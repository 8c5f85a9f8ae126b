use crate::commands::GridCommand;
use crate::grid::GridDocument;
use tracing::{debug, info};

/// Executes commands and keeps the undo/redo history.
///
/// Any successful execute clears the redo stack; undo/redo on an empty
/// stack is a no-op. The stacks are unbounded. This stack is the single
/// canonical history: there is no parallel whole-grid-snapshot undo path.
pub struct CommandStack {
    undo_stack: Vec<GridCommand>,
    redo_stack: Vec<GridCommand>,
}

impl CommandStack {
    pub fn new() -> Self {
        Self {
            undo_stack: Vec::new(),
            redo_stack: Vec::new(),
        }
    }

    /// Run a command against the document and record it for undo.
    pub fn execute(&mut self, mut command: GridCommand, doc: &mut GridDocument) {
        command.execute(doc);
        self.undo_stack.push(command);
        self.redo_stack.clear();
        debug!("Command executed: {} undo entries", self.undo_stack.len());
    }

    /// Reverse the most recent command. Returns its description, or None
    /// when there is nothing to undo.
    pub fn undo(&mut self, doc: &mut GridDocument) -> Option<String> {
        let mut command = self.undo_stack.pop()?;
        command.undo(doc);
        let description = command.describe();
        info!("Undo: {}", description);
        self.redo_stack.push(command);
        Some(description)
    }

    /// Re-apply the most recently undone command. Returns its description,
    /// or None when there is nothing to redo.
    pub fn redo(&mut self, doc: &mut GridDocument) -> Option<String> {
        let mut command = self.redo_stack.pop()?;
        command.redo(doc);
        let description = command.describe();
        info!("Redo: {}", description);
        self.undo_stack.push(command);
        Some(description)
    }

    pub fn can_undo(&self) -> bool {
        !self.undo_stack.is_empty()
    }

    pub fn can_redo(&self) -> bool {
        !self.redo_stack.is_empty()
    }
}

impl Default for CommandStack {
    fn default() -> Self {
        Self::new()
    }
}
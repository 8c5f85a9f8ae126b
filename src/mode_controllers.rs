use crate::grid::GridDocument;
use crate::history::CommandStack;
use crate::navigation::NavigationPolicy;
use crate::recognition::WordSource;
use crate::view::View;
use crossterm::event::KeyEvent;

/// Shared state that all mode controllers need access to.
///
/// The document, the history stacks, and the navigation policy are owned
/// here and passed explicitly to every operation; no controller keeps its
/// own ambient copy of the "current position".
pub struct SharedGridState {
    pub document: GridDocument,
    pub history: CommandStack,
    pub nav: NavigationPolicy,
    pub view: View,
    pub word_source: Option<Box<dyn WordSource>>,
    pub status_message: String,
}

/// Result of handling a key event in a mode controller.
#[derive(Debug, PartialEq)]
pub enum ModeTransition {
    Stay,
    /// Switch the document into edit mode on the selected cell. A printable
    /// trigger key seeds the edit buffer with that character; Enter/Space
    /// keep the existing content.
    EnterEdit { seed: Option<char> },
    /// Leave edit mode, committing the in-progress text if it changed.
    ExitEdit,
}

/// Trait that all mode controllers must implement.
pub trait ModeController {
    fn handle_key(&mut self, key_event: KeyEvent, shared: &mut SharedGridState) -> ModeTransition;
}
—————
TASK DETAILS
Pull out each line of the listing that holds the string "info".

SOLUTION TO THE EXERCISE
use tracing::{debug, info};
        info!("Undo: {}", description);
        info!("Redo: {}", description);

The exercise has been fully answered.